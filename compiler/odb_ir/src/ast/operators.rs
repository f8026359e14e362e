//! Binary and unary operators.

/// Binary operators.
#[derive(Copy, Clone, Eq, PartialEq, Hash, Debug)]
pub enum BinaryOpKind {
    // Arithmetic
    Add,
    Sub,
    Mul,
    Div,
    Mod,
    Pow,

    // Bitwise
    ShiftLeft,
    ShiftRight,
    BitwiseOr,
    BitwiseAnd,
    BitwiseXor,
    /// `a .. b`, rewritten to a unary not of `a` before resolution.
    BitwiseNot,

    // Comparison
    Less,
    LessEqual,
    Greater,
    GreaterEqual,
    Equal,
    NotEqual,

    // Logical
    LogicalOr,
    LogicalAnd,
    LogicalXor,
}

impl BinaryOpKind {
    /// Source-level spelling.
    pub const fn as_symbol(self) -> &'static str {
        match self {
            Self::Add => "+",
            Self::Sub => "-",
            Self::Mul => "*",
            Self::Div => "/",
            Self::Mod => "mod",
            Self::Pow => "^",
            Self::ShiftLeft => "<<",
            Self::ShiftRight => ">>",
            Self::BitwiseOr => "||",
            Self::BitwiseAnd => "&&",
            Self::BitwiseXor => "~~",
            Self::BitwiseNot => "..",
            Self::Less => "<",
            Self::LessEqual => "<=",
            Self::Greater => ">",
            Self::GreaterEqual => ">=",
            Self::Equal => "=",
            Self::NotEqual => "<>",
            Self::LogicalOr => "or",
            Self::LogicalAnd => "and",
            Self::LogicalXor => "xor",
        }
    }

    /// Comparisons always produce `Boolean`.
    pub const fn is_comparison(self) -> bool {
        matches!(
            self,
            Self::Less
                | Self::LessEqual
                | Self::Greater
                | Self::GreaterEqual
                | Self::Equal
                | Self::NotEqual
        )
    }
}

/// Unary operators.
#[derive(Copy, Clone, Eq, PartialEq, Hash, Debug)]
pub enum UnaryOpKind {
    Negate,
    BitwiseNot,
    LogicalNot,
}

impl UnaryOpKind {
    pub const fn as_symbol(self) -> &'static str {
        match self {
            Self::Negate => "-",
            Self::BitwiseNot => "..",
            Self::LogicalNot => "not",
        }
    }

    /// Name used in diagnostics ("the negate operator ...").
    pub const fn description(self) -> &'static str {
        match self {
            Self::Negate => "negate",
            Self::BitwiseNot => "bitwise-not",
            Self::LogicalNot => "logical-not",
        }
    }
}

────────────────

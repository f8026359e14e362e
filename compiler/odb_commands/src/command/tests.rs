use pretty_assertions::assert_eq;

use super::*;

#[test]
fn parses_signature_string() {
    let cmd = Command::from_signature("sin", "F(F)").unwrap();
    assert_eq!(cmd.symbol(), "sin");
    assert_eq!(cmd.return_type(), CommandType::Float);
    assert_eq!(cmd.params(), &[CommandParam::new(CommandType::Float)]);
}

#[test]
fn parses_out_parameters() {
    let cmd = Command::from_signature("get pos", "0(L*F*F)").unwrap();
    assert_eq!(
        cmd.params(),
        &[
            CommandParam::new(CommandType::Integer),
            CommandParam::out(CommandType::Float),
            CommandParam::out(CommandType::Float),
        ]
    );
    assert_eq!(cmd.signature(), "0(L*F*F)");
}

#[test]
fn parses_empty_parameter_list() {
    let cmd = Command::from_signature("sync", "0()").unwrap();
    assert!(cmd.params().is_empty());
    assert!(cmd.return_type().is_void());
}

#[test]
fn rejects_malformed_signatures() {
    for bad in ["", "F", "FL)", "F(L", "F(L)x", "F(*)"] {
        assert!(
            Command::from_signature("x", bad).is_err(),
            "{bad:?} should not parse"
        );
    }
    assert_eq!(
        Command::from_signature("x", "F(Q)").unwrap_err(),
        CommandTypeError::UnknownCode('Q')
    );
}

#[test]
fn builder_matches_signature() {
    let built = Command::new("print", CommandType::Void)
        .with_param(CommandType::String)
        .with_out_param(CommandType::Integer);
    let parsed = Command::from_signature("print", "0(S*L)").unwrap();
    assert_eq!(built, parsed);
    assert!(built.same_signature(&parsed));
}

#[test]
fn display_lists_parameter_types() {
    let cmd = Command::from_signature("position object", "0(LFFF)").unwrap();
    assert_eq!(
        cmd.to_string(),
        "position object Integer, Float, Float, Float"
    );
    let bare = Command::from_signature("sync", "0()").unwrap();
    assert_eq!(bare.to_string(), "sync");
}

────────────────

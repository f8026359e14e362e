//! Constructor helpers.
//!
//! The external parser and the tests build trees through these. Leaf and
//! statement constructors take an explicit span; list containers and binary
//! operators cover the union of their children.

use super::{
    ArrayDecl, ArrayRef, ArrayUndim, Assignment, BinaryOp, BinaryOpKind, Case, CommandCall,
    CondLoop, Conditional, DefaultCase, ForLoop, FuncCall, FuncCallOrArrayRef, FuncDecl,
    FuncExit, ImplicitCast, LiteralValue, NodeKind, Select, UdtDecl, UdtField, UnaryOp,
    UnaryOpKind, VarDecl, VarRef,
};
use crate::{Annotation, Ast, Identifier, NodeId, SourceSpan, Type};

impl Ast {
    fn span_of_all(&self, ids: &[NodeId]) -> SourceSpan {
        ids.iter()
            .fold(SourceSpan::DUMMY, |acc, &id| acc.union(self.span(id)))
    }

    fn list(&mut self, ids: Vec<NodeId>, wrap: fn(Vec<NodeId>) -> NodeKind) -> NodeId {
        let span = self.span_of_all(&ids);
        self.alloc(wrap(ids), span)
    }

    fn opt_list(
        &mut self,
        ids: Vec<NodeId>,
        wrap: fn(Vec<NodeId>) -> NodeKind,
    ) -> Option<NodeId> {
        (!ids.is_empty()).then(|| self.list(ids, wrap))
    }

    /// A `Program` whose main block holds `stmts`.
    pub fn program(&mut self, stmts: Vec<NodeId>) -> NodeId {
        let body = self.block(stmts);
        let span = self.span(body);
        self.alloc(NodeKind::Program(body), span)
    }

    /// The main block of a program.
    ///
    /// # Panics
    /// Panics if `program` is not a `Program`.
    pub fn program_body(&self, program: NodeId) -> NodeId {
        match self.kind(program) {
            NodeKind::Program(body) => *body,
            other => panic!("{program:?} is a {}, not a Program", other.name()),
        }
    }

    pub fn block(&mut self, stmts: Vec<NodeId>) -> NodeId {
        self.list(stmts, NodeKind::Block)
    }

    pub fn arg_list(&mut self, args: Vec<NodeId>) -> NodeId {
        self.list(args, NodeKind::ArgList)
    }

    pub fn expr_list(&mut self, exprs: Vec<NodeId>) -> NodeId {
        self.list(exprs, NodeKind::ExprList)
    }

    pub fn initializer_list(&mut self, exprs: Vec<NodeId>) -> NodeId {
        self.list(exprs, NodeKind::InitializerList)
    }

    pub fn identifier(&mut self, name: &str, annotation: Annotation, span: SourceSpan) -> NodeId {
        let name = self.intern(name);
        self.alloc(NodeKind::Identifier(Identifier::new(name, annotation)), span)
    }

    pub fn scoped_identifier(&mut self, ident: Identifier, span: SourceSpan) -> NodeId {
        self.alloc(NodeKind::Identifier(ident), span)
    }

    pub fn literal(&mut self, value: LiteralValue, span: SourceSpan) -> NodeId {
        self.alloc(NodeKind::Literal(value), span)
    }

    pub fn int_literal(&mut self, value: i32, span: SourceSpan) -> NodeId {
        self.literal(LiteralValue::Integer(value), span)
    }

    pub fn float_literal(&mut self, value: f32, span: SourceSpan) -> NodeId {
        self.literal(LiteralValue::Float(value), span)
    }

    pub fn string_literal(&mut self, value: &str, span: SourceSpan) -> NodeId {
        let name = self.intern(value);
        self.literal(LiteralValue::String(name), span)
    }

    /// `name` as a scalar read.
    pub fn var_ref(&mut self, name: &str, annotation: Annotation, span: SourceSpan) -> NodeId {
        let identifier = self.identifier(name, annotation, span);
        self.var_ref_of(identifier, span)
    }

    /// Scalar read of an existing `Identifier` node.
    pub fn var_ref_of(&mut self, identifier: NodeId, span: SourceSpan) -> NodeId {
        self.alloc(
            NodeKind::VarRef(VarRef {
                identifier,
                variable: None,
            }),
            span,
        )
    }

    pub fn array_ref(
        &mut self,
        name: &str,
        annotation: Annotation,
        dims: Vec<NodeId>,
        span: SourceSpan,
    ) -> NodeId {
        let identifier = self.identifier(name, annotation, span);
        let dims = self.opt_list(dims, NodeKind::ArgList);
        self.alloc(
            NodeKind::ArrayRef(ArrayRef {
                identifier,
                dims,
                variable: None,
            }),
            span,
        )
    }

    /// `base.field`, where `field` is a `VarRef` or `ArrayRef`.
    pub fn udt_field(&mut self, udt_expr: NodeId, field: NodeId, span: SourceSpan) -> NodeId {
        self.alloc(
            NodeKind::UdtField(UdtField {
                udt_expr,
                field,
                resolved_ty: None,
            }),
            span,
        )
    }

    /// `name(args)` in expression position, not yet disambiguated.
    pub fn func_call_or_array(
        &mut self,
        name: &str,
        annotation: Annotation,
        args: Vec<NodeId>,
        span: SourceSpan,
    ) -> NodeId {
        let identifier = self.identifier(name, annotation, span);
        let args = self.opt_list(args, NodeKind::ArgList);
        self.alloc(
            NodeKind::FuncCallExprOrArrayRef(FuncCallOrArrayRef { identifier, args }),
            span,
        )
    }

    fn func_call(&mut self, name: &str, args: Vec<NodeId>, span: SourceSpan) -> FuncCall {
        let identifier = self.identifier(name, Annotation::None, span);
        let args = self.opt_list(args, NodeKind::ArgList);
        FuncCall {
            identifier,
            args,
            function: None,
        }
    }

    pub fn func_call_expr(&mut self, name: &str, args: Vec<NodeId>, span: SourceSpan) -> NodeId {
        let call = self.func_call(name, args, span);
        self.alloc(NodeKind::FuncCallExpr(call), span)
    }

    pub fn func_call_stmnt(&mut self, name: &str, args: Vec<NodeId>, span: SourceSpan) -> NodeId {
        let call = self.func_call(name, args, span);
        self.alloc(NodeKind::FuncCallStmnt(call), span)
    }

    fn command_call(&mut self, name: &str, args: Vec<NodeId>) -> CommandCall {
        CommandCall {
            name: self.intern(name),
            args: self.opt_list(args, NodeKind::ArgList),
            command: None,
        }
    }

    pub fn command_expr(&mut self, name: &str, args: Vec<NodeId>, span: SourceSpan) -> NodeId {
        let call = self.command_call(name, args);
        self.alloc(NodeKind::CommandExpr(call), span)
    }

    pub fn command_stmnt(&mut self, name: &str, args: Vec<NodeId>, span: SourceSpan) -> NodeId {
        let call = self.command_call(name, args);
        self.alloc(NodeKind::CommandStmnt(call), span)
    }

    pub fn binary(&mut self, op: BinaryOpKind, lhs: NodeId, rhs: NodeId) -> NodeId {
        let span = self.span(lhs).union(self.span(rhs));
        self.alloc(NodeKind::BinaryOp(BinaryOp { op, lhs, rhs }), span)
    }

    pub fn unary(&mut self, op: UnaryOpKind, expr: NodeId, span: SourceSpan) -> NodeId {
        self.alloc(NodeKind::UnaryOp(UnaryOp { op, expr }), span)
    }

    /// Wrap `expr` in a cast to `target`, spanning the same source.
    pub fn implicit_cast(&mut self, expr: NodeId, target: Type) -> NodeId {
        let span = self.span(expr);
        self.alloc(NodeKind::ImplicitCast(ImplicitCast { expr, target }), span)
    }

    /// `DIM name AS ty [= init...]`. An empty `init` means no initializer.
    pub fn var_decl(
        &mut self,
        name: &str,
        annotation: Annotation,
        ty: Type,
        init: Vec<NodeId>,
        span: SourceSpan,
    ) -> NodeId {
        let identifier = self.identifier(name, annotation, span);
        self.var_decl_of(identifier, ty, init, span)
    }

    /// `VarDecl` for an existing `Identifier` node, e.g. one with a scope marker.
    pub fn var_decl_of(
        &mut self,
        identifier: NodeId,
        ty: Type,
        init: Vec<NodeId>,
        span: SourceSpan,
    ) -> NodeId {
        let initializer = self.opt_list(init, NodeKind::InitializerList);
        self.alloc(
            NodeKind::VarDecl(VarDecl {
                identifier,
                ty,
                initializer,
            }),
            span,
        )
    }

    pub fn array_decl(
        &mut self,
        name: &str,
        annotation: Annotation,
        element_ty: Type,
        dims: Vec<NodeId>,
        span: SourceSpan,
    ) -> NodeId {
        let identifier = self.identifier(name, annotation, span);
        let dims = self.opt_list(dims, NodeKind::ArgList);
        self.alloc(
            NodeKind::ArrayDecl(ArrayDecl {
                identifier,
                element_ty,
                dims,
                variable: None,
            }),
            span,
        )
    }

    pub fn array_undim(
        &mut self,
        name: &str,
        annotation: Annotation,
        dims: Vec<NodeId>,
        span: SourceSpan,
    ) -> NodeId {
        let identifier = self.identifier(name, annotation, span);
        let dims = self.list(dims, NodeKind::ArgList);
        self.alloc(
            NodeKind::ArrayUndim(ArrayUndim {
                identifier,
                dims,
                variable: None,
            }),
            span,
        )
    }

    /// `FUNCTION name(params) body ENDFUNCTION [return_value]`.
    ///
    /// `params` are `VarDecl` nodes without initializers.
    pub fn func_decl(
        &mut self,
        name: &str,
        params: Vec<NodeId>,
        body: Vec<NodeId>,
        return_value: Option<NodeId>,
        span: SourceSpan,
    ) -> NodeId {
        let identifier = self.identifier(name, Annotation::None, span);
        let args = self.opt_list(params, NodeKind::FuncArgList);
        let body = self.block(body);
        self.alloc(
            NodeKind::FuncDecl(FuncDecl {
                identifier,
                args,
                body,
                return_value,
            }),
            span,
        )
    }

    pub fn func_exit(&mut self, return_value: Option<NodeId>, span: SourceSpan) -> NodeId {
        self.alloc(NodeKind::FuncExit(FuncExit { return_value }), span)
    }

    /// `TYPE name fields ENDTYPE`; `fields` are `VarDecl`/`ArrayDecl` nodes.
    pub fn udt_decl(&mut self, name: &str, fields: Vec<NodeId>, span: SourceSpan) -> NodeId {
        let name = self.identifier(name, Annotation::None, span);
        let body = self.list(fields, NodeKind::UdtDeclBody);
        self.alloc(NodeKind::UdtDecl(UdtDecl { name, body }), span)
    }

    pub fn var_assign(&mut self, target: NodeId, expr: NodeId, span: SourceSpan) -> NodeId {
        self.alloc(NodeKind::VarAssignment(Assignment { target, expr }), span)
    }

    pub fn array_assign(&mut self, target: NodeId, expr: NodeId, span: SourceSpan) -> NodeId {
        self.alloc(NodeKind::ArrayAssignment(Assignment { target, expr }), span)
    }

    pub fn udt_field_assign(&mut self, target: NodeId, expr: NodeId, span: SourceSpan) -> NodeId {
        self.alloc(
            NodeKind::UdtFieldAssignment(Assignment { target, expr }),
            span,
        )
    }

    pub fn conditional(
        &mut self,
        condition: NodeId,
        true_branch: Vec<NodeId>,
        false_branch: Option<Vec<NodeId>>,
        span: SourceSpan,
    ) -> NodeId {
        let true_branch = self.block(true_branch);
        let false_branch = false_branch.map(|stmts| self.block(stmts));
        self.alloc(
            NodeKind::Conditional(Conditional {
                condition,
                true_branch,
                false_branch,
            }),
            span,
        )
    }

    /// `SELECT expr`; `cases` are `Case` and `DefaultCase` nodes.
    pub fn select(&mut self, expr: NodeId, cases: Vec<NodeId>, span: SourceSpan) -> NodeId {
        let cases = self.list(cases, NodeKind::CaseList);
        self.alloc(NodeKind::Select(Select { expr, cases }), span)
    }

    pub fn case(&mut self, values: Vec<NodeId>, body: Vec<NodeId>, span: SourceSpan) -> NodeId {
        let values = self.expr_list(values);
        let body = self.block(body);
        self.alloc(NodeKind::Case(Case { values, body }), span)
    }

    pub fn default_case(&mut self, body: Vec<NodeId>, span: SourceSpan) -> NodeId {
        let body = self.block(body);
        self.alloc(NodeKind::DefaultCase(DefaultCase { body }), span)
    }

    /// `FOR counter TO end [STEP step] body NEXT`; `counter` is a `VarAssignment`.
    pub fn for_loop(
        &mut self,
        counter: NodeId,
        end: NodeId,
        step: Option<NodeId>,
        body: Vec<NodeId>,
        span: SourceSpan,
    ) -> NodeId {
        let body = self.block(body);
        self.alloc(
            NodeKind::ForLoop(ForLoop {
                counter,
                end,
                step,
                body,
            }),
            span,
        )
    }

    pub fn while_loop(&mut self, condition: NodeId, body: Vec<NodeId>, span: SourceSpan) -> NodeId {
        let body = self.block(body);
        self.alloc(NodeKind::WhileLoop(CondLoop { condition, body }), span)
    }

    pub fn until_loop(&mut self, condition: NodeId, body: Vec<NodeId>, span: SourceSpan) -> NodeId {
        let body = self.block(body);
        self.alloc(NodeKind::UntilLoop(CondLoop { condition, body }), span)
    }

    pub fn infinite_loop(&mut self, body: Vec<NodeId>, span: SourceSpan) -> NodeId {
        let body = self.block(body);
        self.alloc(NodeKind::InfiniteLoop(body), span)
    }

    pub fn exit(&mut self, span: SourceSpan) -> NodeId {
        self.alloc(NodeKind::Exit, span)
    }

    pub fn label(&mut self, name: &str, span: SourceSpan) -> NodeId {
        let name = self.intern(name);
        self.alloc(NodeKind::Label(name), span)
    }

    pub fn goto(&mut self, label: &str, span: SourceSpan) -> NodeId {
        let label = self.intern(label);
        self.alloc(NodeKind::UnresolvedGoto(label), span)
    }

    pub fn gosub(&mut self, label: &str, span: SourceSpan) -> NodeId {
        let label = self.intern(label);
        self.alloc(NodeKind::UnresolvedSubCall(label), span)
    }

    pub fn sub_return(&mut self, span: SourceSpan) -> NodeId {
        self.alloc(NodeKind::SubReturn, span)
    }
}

────────────────

Task prompt. Please report how many lines in the records contain the string "GreaterEqual", and write nothing besides that number.

The completed task. 3